The effects of ganglioside GT1b or melatonin on damage to brain mitochondrial DNA (mtDNA) and seizures induced by kainic acid were investigated both in vivo and in vitro. An intraperitoneal (i.p.) injection of kainic acid (45 mg/kg) produced broad-spectrum limbic and severe sustained seizures in all of the treated mice. These seizures were completely abolished by an intracerebroventricular (i.c.v.) injection of ganglioside GT1b (90 nmol/brain), a potent inhibitor of glutamate receptor mediated activation and translocation of protein kinase C and lipid peroxidation, or an i.p. injection of melatonin (20 mg/kg), a potent scavenger of hydroxyl radicals ( ⋅OH). The administration of kainic acid caused damage to mtDNA in brain frontal and central portion of cortex in mice. The damage to mtDNA was abolished by pre-injection of ganglioside GT1b (90 nmol/brain, i.c.v.) or melatonin (20 mg/kg, i.p.). In vitro exposure of kainic acid (0.25, 0.5 or 1.0 mM) inflicted damage to mtDNA in a concentration-dependent manner.
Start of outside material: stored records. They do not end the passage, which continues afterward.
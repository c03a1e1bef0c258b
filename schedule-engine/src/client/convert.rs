//! Conversion from transit API DTOs to domain types.
//!
//! The planner reports leg times as epoch milliseconds; the domain wants
//! seconds since service-day midnight. All legs of one itinerary are measured
//! from the same midnight so their ordering survives the conversion.

use std::collections::HashMap;

use chrono::{DateTime, NaiveDate, NaiveTime};
use tracing::warn;

use crate::domain::{
    Coordinate, Departure, DomainError, Itinerary, Leg, Mode, Place, RoutePattern, Station,
    StopRef, TransitDetails, Trip,
};

use super::types::{
    ItineraryDto, LegDto, PatternDto, PlaceDto, PlanResponse, StationDto, TripDto,
};

/// Error during DTO to domain conversion.
#[derive(Debug, Clone, thiserror::Error)]
pub enum ConversionError {
    /// Missing required field
    #[error("missing required field: {0}")]
    MissingField(&'static str),

    /// Failed to parse a service date
    #[error("invalid service date: {0}")]
    InvalidServiceDate(String),

    /// Timestamp outside the representable range
    #[error("timestamp out of range: {0}")]
    TimestampOutOfRange(i64),

    /// Converted itinerary violates a domain invariant
    #[error("invalid itinerary: {0}")]
    InvalidItinerary(#[from] DomainError),
}

/// Convert a plan response to itineraries.
///
/// Itineraries that fail to convert are logged and skipped rather than
/// failing the whole plan. No plan at all is an empty list.
pub fn convert_plan(response: &PlanResponse) -> Vec<Itinerary> {
    let Some(plan) = &response.plan else {
        return Vec::new();
    };

    let mut itineraries = Vec::with_capacity(plan.itineraries.len());
    for (index, dto) in plan.itineraries.iter().enumerate() {
        match convert_itinerary(dto) {
            Ok(itinerary) => itineraries.push(itinerary),
            Err(e) => warn!(index, error = %e, "Skipping unconvertible itinerary"),
        }
    }
    itineraries
}

/// Convert a single itinerary.
pub fn convert_itinerary(dto: &ItineraryDto) -> Result<Itinerary, ConversionError> {
    let offset_ms = dto
        .legs
        .iter()
        .find_map(|l| l.agency_time_zone_offset)
        .unwrap_or(0);

    // A walk to the first stop can begin before the service day of the
    // ride it feeds, so measure from whichever midnight comes first.
    let earliest_ms = dto
        .legs
        .iter()
        .map(|l| l.start_time)
        .fold(dto.start_time, i64::min);
    let start_date = local_date(earliest_ms, offset_ms)?;
    let service_date = match dto.legs.iter().find_map(|l| l.service_date.as_deref()) {
        Some(s) => parse_service_date(s)?.min(start_date),
        None => start_date,
    };
    let midnight_ms = service_midnight_ms(service_date, offset_ms);

    let legs = dto
        .legs
        .iter()
        .map(|leg| convert_leg(leg, midnight_ms))
        .collect::<Result<Vec<_>, _>>()?;

    let itinerary = Itinerary::new(
        legs,
        dto.start_time,
        dto.end_time,
        whole_seconds(dto.duration),
    )?;
    Ok(itinerary)
}

fn convert_leg(dto: &LegDto, midnight_ms: i64) -> Result<Leg, ConversionError> {
    let mode = Mode::parse(&dto.mode);

    let transit = mode.is_transit().then(|| TransitDetails {
        route_short_name: dto.route_short_name.clone().unwrap_or_default(),
        route_color: dto.route_color.clone(),
        route_text_color: dto.route_text_color.clone(),
        headsign: dto.headsign.clone(),
    });

    Ok(Leg {
        mode,
        duration_seconds: whole_seconds(dto.duration),
        from: convert_place(&dto.from),
        to: convert_place(&dto.to),
        board_time: seconds_since(midnight_ms, dto.start_time)?,
        alight_time: seconds_since(midnight_ms, dto.end_time)?,
        transit,
    })
}

fn convert_place(dto: &PlaceDto) -> Place {
    Place {
        name: dto.name.clone().unwrap_or_default(),
        stop_id: dto.stop_id.clone(),
        coordinates: Coordinate::new(dto.lat, dto.lon),
    }
}

/// Convert a pattern listing.
pub fn convert_pattern(dto: &PatternDto) -> Result<RoutePattern, ConversionError> {
    let stops = dto
        .stops
        .iter()
        .map(|s| {
            let id = s.id.clone().ok_or(ConversionError::MissingField("stop id"))?;
            Ok(StopRef {
                id,
                name: s.name.clone().unwrap_or_default(),
                coordinates: Coordinate::new(s.lat, s.lon),
            })
        })
        .collect::<Result<Vec<_>, ConversionError>>()?;

    Ok(RoutePattern {
        id: dto.id.clone(),
        route_id: dto.route_id.clone(),
        route_short_name: dto.route_short_name.clone(),
        headsign: dto.headsign.clone(),
        direction: dto.direction_id,
        stops,
        coordinates: dto
            .geometry
            .iter()
            .map(|[lat, lon]| Coordinate::new(*lat, *lon))
            .collect(),
    })
}

/// Convert a timetable trip. Stop times without a scheduled departure
/// (e.g. drop-off only at the terminus) are left out.
pub fn convert_trip(dto: &TripDto) -> Trip {
    let stop_departures: HashMap<String, Departure> = dto
        .stop_times
        .iter()
        .filter_map(|st| {
            let scheduled = st.scheduled_departure?;
            Some((
                st.stop_id.clone(),
                Departure {
                    scheduled,
                    realtime: st.realtime_departure,
                    service_day: st.service_day,
                },
            ))
        })
        .collect();

    Trip {
        trip_id: dto.trip_id.clone(),
        headsign: dto.headsign.clone(),
        stop_departures,
    }
}

pub fn convert_station(dto: &StationDto) -> Station {
    Station {
        id: dto.id.clone(),
        name: dto.name.clone().unwrap_or_else(|| dto.id.clone()),
        coordinates: Coordinate::new(dto.lat, dto.lon),
        bikes_available: dto.bikes_available,
        docks_available: dto.docks_available,
    }
}

fn parse_service_date(s: &str) -> Result<NaiveDate, ConversionError> {
    NaiveDate::parse_from_str(s, "%Y%m%d")
        .map_err(|_| ConversionError::InvalidServiceDate(s.to_string()))
}

/// Calendar date of `epoch_ms` at the agency's UTC offset.
fn local_date(epoch_ms: i64, offset_ms: i64) -> Result<NaiveDate, ConversionError> {
    DateTime::from_timestamp_millis(epoch_ms + offset_ms)
        .map(|dt| dt.date_naive())
        .ok_or(ConversionError::TimestampOutOfRange(epoch_ms))
}

/// Epoch milliseconds of local midnight starting `date`.
fn service_midnight_ms(date: NaiveDate, offset_ms: i64) -> i64 {
    date.and_time(NaiveTime::MIN).and_utc().timestamp_millis() - offset_ms
}

fn seconds_since(midnight_ms: i64, epoch_ms: i64) -> Result<u32, ConversionError> {
    let secs = (epoch_ms - midnight_ms).div_euclid(1000);
    u32::try_from(secs).map_err(|_| ConversionError::TimestampOutOfRange(epoch_ms))
}

fn whole_seconds(secs: f64) -> u32 {
    if secs.is_finite() && secs > 0.0 {
        secs.round().min(f64::from(u32::MAX)) as u32
    } else {
        0
    }
}

#[cfg(test)]
mod tests {
    use super::*;
    use crate::client::types::{PlanDto, StopDto, StopTimeDto};
    use chrono::{TimeZone, Utc};

    const OFFSET_MS: i64 = -4 * 3_600_000;

    /// Epoch ms of `hh:mm` on 2024-03-15 at UTC-4.
    fn local_ms(hour: u32, min: u32) -> i64 {
        Utc.with_ymd_and_hms(2024, 3, 15, hour, min, 0)
            .unwrap()
            .timestamp_millis()
            - OFFSET_MS
    }

    fn place(name: &str) -> PlaceDto {
        PlaceDto {
            name: Some(name.to_string()),
            stop_id: None,
            lat: 45.5,
            lon: -73.6,
        }
    }

    fn leg(mode: &str, start: i64, end: i64, service_date: Option<&str>) -> LegDto {
        LegDto {
            mode: mode.to_string(),
            duration: ((end - start) / 1000) as f64,
            start_time: start,
            end_time: end,
            from: place("from"),
            to: place("to"),
            route_short_name: (mode != "WALK").then(|| "24".to_string()),
            route_color: None,
            route_text_color: None,
            headsign: None,
            service_date: service_date.map(String::from),
            agency_time_zone_offset: Some(OFFSET_MS),
        }
    }

    #[test]
    fn leg_times_are_seconds_since_service_midnight() {
        let dto = ItineraryDto {
            start_time: local_ms(8, 0),
            end_time: local_ms(8, 30),
            duration: 1800.0,
            legs: vec![
                leg("WALK", local_ms(8, 0), local_ms(8, 5), None),
                leg("BUS", local_ms(8, 5), local_ms(8, 30), Some("20240315")),
            ],
        };

        let it = convert_itinerary(&dto).unwrap();
        assert_eq!(it.legs()[0].board_time, 8 * 3600);
        assert_eq!(it.legs()[1].board_time, 8 * 3600 + 300);
        assert_eq!(it.legs()[1].alight_time, 8 * 3600 + 1800);
        assert_eq!(it.legs()[1].route_short_name(), Some("24"));
        assert!(it.legs()[0].transit.is_none());
        assert_eq!(it.duration_seconds(), 1800);
    }

    #[test]
    fn after_midnight_counts_past_one_day() {
        // Late trip on the 15th's service arriving 00:30 on the 16th.
        let start = local_ms(23, 50);
        let end = start + 40 * 60 * 1000;
        let dto = ItineraryDto {
            start_time: start,
            end_time: end,
            duration: 2400.0,
            legs: vec![leg("BUS", start, end, Some("20240315"))],
        };

        let it = convert_itinerary(&dto).unwrap();
        assert_eq!(it.legs()[0].alight_time, 24 * 3600 + 30 * 60);
    }

    #[test]
    fn walk_before_midnight_feeds_next_service_day() {
        // Walk 23:55 -> 00:05 on the 14th/15th, then a bus on the 15th's service.
        let walk_start = local_ms(0, 0) - 5 * 60 * 1000;
        let bus_start = local_ms(0, 5);
        let bus_end = local_ms(0, 25);
        let dto = ItineraryDto {
            start_time: walk_start,
            end_time: bus_end,
            duration: 1800.0,
            legs: vec![
                leg("WALK", walk_start, bus_start, None),
                leg("BUS", bus_start, bus_end, Some("20240315")),
            ],
        };

        let it = convert_itinerary(&dto).unwrap();
        assert_eq!(it.legs()[0].board_time, 23 * 3600 + 55 * 60);
        assert_eq!(it.legs()[1].board_time, 24 * 3600 + 5 * 60);
        assert_eq!(it.legs()[1].alight_time, 24 * 3600 + 25 * 60);

        let plan = PlanResponse {
            plan: Some(PlanDto {
                itineraries: vec![dto],
            }),
            error: None,
        };
        assert_eq!(convert_plan(&plan).len(), 1);
    }

    #[test]
    fn bad_service_date_is_rejected() {
        let dto = ItineraryDto {
            start_time: local_ms(8, 0),
            end_time: local_ms(8, 10),
            duration: 600.0,
            legs: vec![leg("BUS", local_ms(8, 0), local_ms(8, 10), Some("15/03/2024"))],
        };
        assert!(matches!(
            convert_itinerary(&dto),
            Err(ConversionError::InvalidServiceDate(_))
        ));
    }

    #[test]
    fn overlapping_legs_are_skipped_from_plan() {
        let good = ItineraryDto {
            start_time: local_ms(8, 0),
            end_time: local_ms(8, 10),
            duration: 600.0,
            legs: vec![leg("BUS", local_ms(8, 0), local_ms(8, 10), None)],
        };
        let bad = ItineraryDto {
            start_time: local_ms(8, 0),
            end_time: local_ms(8, 20),
            duration: 1200.0,
            legs: vec![
                leg("BUS", local_ms(8, 0), local_ms(8, 15), None),
                leg("WALK", local_ms(8, 10), local_ms(8, 20), None),
            ],
        };
        let response = PlanResponse {
            plan: Some(PlanDto {
                itineraries: vec![bad, good],
            }),
            error: None,
        };

        let plan = convert_plan(&response);
        assert_eq!(plan.len(), 1);
        assert_eq!(plan[0].duration_seconds(), 600);
    }

    #[test]
    fn missing_plan_is_empty() {
        let response = PlanResponse {
            plan: None,
            error: None,
        };
        assert!(convert_plan(&response).is_empty());
    }

    #[test]
    fn pattern_requires_stop_ids() {
        let dto = PatternDto {
            id: "p".into(),
            route_id: "r".into(),
            route_short_name: None,
            headsign: None,
            direction_id: None,
            stops: vec![StopDto {
                id: None,
                name: None,
                lat: 0.0,
                lon: 0.0,
            }],
            geometry: vec![],
        };
        assert!(matches!(
            convert_pattern(&dto),
            Err(ConversionError::MissingField("stop id"))
        ));
    }

    #[test]
    fn trip_skips_stop_times_without_departure() {
        let dto = TripDto {
            trip_id: "t1".into(),
            headsign: Some("Angrignon".into()),
            stop_times: vec![
                StopTimeDto {
                    stop_id: "a".into(),
                    scheduled_departure: Some(3600),
                    realtime_departure: None,
                    service_day: 1_710_475_200,
                },
                StopTimeDto {
                    stop_id: "b".into(),
                    scheduled_departure: None,
                    realtime_departure: None,
                    service_day: 1_710_475_200,
                },
            ],
        };

        let trip = convert_trip(&dto);
        assert_eq!(trip.stop_departures.len(), 1);
        assert_eq!(trip.stop_departures["a"].scheduled, 3600);
    }
}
The damage to mtDNA induced by 1.0 mM kainic acid was attenuated by the co-treatment with 60 μM ganglioside GT1b or 1.5 mM melatonin. Furthermore, kainic acid (0.5 or 1.0 mM) increased lipid peroxidation in a concentration-dependent manner when incubated with a homogenate prepared from mice brain at 37 °C for 20 or 60 min. However, the increased lipid peroxidation was completely abolished by the co-treatment with ganglioside GT1b (60 μM) or melatonin (1.5 mM). These results suggest that reactive oxygen species including hydroxyl radical ( ⋅OH) may play a role in the damage to brain mtDNA and seizures induced by kainic acid. We conclude that the preventive effect of melatonin or ganglioside GT1b against kainic acid-induced mtDNA damage or seizures may be due to its scavenging of reactive oxygen species including the ⋅OH.